The Russian Foreign Ministry said in a statement issued on Saturday that several official representatives of Ukraine and the Western countries, “the United States in particular, have essentially expressed solidarity with the opinion of radical nationalists in the Verkhovna Rada (the Ukrainian parliament).”
Moscow added that they have also started “to distort the contents of the Minsk agreements.”
Russia’s President Vladimir Putin, German Chancellor Angela Merkel, French President Francois Hollande and Ukraine’s President Petro Poroshenko reached the ceasefire deal in the Belarusian capital, Minsk, on February 11-12, after marathon talks.
The negotiating sides agreed on the withdrawal of heavy weapons from Ukraine’s front lines and a ceasefire to begin at 2200 GMT on February 14, midnight Kiev time on February 15.
The Russian Ministry, meanwhile, warned that the Ukrainian government and the West are “putting in doubt the implementation of the document's concrete measures.”
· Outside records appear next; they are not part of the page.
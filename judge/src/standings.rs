use std::collections::HashMap;

use quarto::PlayerId;

use crate::{GameResult, GameSummary};

/// Tally of the games between two players, indexed like the players of
/// [`play_game`](crate::play_game).
#[derive(Clone, Debug, Default, PartialEq, Eq)]
pub struct MatchStandings {
    pub num_games: usize,
    /// `wins[player_idx][seat]`, where `seat` is the [`PlayerId::index()`] the winner played as.
    ///
    /// Games lost through an illegal move count as wins for the opponent.
    pub wins: [[usize; 2]; 2],
    /// Games lost through an illegal move.
    pub forfeits: [usize; 2],
    pub draws: usize,
    /// Games played as [`PlayerId::One`], i.e. handing out the first piece.
    pub games_as_one: [usize; 2],
}

impl MatchStandings {
    pub fn add(&mut self, summary: &GameSummary) {
        self.num_games += 1;
        for (player_idx, id) in summary.player_ids.into_iter().enumerate() {
            if id == PlayerId::One {
                self.games_as_one[player_idx] += 1;
            }
        }
        match summary.result {
            GameResult::WonByPlayer { player_idx } => self.add_win(summary, player_idx),
            GameResult::Tie => self.draws += 1,
            GameResult::IllegalMoveByPlayer { player_idx, .. } => {
                self.forfeits[player_idx] += 1;
                self.add_win(summary, 1 - player_idx);
            }
        }
    }

    fn add_win(&mut self, summary: &GameSummary, winner_idx: usize) {
        let seat = summary.player_ids[winner_idx].index();
        self.wins[winner_idx][seat] += 1;
    }

    pub fn total_wins(&self, player_idx: usize) -> usize {
        self.wins[player_idx].iter().sum()
    }

    /// A few lines of text with the wins of each player split by seat.
    pub fn report(&self, names: [&str; 2]) -> String {
        let width = names
            .iter()
            .map(|name| name.chars().count())
            .max()
            .unwrap_or(0)
            .max("draws".len());
        let mut result = format!(
            "{} vs {} after {} games:",
            names[0], names[1], self.num_games
        );
        for player_idx in 0..2 {
            result += &format!(
                "\n  {:<width$} {:>5} wins ({} as player one, {} as player two)",
                names[player_idx],
                self.total_wins(player_idx),
                self.wins[player_idx][PlayerId::One.index()],
                self.wins[player_idx][PlayerId::Two.index()],
            );
            let opponent_forfeits = self.forfeits[1 - player_idx];
            if opponent_forfeits > 0 {
                result += &format!(
                    ", {} through illegal moves by {}",
                    opponent_forfeits,
                    names[1 - player_idx]
                );
            }
        }
        result += &format!("\n  {:<width$} {:>5}", "draws", self.draws);
        result
    }
}

/// The standings of every pair of players in a tournament.
#[derive(Clone, Debug)]
pub struct Tournament {
    nicks: Vec<String>,
    matches: HashMap<(usize, usize), MatchStandings>,
}

impl Tournament {
    pub fn new(nicks: Vec<String>) -> Self {
        Self {
            nicks,
            matches: HashMap::new(),
        }
    }

    /// Store the standings of the match between players `i` and `j`, with `i < j`.
    pub fn insert(&mut self, (i, j): (usize, usize), standings: MatchStandings) {
        debug_assert!(i < j);
        self.matches.insert((i, j), standings);
    }

    /// Wins of `row` against `col`, and the number of games they played.
    fn head_to_head(&self, row: usize, col: usize) -> Option<(usize, usize)> {
        let (pair, player_idx) = if row < col {
            ((row, col), 0)
        } else {
            ((col, row), 1)
        };
        let standings = self.matches.get(&pair)?;
        Some((standings.total_wins(player_idx), standings.num_games))
    }

    /// Wins and games of `player` over all matches, optionally restricted to one seat.
    fn overall(&self, player: usize, seat: Option<PlayerId>) -> (usize, usize) {
        let mut wins = 0;
        let mut games = 0;
        for (&(i, j), standings) in &self.matches {
            let player_idx = if i == player {
                0
            } else if j == player {
                1
            } else {
                continue;
            };
            match seat {
                None => {
                    wins += standings.total_wins(player_idx);
                    games += standings.num_games;
                }
                Some(PlayerId::One) => {
                    wins += standings.wins[player_idx][PlayerId::One.index()];
                    games += standings.games_as_one[player_idx];
                }
                Some(PlayerId::Two) => {
                    wins += standings.wins[player_idx][PlayerId::Two.index()];
                    games += standings.num_games - standings.games_as_one[player_idx];
                }
            }
        }
        (wins, games)
    }

    /// Win rates of each row player against each column player, followed by
    /// the overall win rate and the win rates as player one and as player two.
    pub fn table(&self) -> String {
        let label_width = self
            .nicks
            .iter()
            .map(|nick| nick.chars().count())
            .max()
            .unwrap_or(0);
        let headers: Vec<&str> = self
            .nicks
            .iter()
            .map(String::as_str)
            .chain(["overall", "as one", "as two"])
            .collect();
        let cell_width = headers
            .iter()
            .map(|header| header.chars().count())
            .max()
            .unwrap_or(0)
            .max("100.0%".len());

        let mut lines = vec![table_line(label_width, cell_width, "", &headers[..])];
        for (row, nick) in self.nicks.iter().enumerate() {
            let mut cells: Vec<String> = (0..self.nicks.len())
                .map(|col| match self.head_to_head(row, col) {
                    _ if row == col => String::from("-"),
                    Some((wins, games)) => percentage(wins, games),
                    None => String::from("n/a"),
                })
                .collect();
            for seat in [None, Some(PlayerId::One), Some(PlayerId::Two)] {
                let (wins, games) = self.overall(row, seat);
                cells.push(percentage(wins, games));
            }
            lines.push(table_line(label_width, cell_width, nick, &cells[..]));
        }

        let separator = "-".repeat(lines[0].chars().count());
        lines.insert(1, separator);
        lines.join("\n")
    }
}

fn table_line<S: AsRef<str>>(
    label_width: usize,
    cell_width: usize,
    label: &str,
    cells: &[S],
) -> String {
    let mut line = format!("{:<label_width$} |", label);
    for cell in cells {
        line += &format!(" {:>cell_width$} |", cell.as_ref());
    }
    line
}

fn percentage(wins: usize, games: usize) -> String {
    if games == 0 {
        String::from("n/a")
    } else {
        format!("{:.1}%", wins as f32 / games as f32 * 100.0)
    }
}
The statement, however, reiterated that the representatives of the self-proclaimed republics of Donetsk and Lugansk have a “responsible attitude towards their commitments.”
“We reaffirm that the principal message of the Minsk accords is that it is necessary to end the fighting, to withdraw heavy weapons and to start a real constitutional reform in Ukraine,” the statement said.
Russia also called on all the signatories of Thursday's agreement as well as the parties that backed the process, including Germany and France, to do everything in their power to make certain that the accord is respected.

Ukraine’s months-long crisis
The two mainly Russian-speaking regions of Donetsk and Lugansk in eastern Ukraine have been the scene of deadly clashes between pro-Russia forces and the Ukrainian army since Kiev launched military operations to silence pro-Russia protests there in mid-April 2014.
Violence intensified in May last year after the two flashpoint regions held local referendums in which their residents voted overwhelmingly in favor of independence from Ukraine and joining the Russian Federation.
Back in September 2014, representatives of Ukraine, Russia, and the self-declared republics of Donetsk and Lugansk signed another ceasefire deal in the same city. However, the truce was violated on an almost daily basis by both the Ukrainian military and pro-Russia forces and thus failed to bear any practical result.